Le nihilisme qui est au fond du fascisme ne se combat pas seulement par un renfort de la raison. Car c’est bien la raison qui est en crise. Quand bien même on leur apporterait les preuves que l’immigration est un bienfait à tous niveaux pour la France, qu’il n’y a pas de lien entre elle et la violence, que l’ennemi est surtout le capitalisme et ses avatars sexistes, il n’y croirait pas. C’est pourquoi l’idée qu’il faudrait dialoguer avec l’extrême-droite n’a rien entraîné de neuf et au contraire a répandu ce rire nihiliste. Haha mais vous croyez encore que nous sommes racistes, allons.

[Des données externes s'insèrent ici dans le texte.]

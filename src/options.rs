//! Construction-time configuration, validated before a [`crate::Client`]
//! ever touches the database.

use std::sync::Arc;
use std::time::Duration;

use crate::error::{Error, Result};
use crate::logger::{Logger, NoopLogger, TracingLogger};

/// Validated client configuration. Build one with [`ClientOptionsBuilder`].
#[derive(Clone)]
pub struct ClientOptions {
    pub(crate) ttl: Duration,
    pub(crate) heartbeat: Duration,
    pub(crate) migration_timeout: Duration,
    pub(crate) heartbeat_timeout: Duration,
    pub(crate) schema: String,
    pub(crate) prefix: String,
    pub(crate) logger: Arc<dyn Logger>,
}

impl std::fmt::Debug for ClientOptions {
    fn fmt(&self, f: &mut std::fmt::Formatter<'_>) -> std::fmt::Result {
        f.debug_struct("ClientOptions")
            .field("ttl", &self.ttl)
            .field("heartbeat", &self.heartbeat)
            .field("migration_timeout", &self.migration_timeout)
            .field("heartbeat_timeout", &self.heartbeat_timeout)
            .field("schema", &self.schema)
            .field("prefix", &self.prefix)
            .finish_non_exhaustive()
    }
}

impl Default for ClientOptions {
    fn default() -> Self {
        ClientOptionsBuilder::default()
            .build()
            .expect("default options are always valid")
    }
}

/// Builds a [`ClientOptions`], validating `ttl`/`heartbeat` at `build()`.
pub struct ClientOptionsBuilder {
    ttl: Duration,
    heartbeat: Duration,
    migration_timeout: Duration,
    heartbeat_timeout: Duration,
    schema: String,
    prefix: String,
    logger: Arc<dyn Logger>,
}

impl Default for ClientOptionsBuilder {
    fn default() -> Self {
        Self {
            ttl: Duration::from_secs(6),
            heartbeat: Duration::from_secs(5),
            migration_timeout: Duration::from_secs(5),
            heartbeat_timeout: Duration::from_secs(1),
            schema: "public".to_string(),
            prefix: "db_leases".to_string(),
            logger: Arc::new(TracingLogger),
        }
    }
}

impl ClientOptionsBuilder {
    pub fn new() -> Self {
        Self::default()
    }

    pub fn ttl(mut self, ttl: Duration) -> Self {
        self.ttl = ttl;
        self
    }

    pub fn heartbeat(mut self, heartbeat: Duration) -> Self {
        self.heartbeat = heartbeat;
        self
    }

    pub fn migration_timeout(mut self, timeout: Duration) -> Self {
        self.migration_timeout = timeout;
        self
    }

    pub fn heartbeat_timeout(mut self, timeout: Duration) -> Self {
        self.heartbeat_timeout = timeout;
        self
    }

    pub fn postgres(mut self, schema: impl Into<String>, table_prefix: impl Into<String>) -> Self {
        self.schema = schema.into();
        self.prefix = table_prefix.into();
        self
    }

    pub fn logger(mut self, logger: Arc<dyn Logger>) -> Self {
        self.logger = logger;
        self
    }

    pub fn logging_disabled(mut self) -> Self {
        self.logger = Arc::new(NoopLogger);
        self
    }

    pub fn build(self) -> Result<ClientOptions> {
        if self.heartbeat >= self.ttl {
            return Err(Error::Config(format!(
                "heartbeat too slow compared to ttl: {:?} >= {:?}",
                self.heartbeat, self.ttl
            )));
        }

        if self.ttl < Duration::from_secs(1) {
            return Err(Error::Config(format!(
                "ttl must be at least 1 second: {:?}",
                self.ttl
            )));
        }

        Ok(ClientOptions {
            ttl: self.ttl,
            heartbeat: self.heartbeat,
            migration_timeout: self.migration_timeout,
            heartbeat_timeout: self.heartbeat_timeout,
            schema: self.schema,
            prefix: self.prefix,
            logger: self.logger,
        })
    }
}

Ils rient encore quand ils insultent et frappent.
 
Dans la crise de la raison que les savants appellent le nihilisme, le fascisme n’est pas un hasard de l’histoire mais l’une des solutions à la crise de l’époque. Il est une auto-affirmation, une idolâtrie de la souveraineté de soi. La charité est une autre clef, qui repose au contraire sur une abolition de soi et de toute souveraineté. La charité est bien le commandement central, le nom même de Dieu, celui auquel on n’est bien sûr jamais conforme mais auquel on est appelé, pas seulement en tant qu’individu. Lorsque Pie XI disait que la politique est « la plus vaste charité »[1] il signifiait que les petits actes de charité individuelle sont bien sûr nécessaires, mais qu’ils ne sont que l’aspect étroit de ce à quoi nous sommes appelés. Or la charité chrétienne n’est pas invitée à un dialogue infini, mais à une annonce patiente. Une fois l’annonce faite, si l’on constate qu’ils ne veulent pas entendre, alors il faut, « secouer la poussière de ses pieds » et aller plus loin. Cela implique une confiance modérée dans les lieux de dialogue comme les parlements, même s’ils sont nécessaires, car ils peuvent étouffer les cris parfois faibles de ceux qui demandent justice sans accéder à la parole. Mais cela implique aussi que les chrétiens ont à s’organiser par eux-mêmes pour répondre à ces cris, pour crier avec ceux qui crient et pleurer avec ceux qui pleurent. 
 
Les fascistes rient, les chrétiens crient.

Paul Colrat

[1] « Plus est vaste et important le champ dans lequel on peut travailler, plus impérieux est le devoir. Et tel est le domaine de la politique qui regarde les intérêts de la société tout entière et qui, sous ce rapport, est le champ de la plus vaste charité, de la charité politique, dont on peut dire qu’aucun autre ne lui est supérieur, sauf celui de la religion. C’est sous cet aspect que les catholiques et l’Église doivent considérer la politique », Pie XI, Discours à la Fédération Universitaire Catholique Italienne (18 décembre 1927).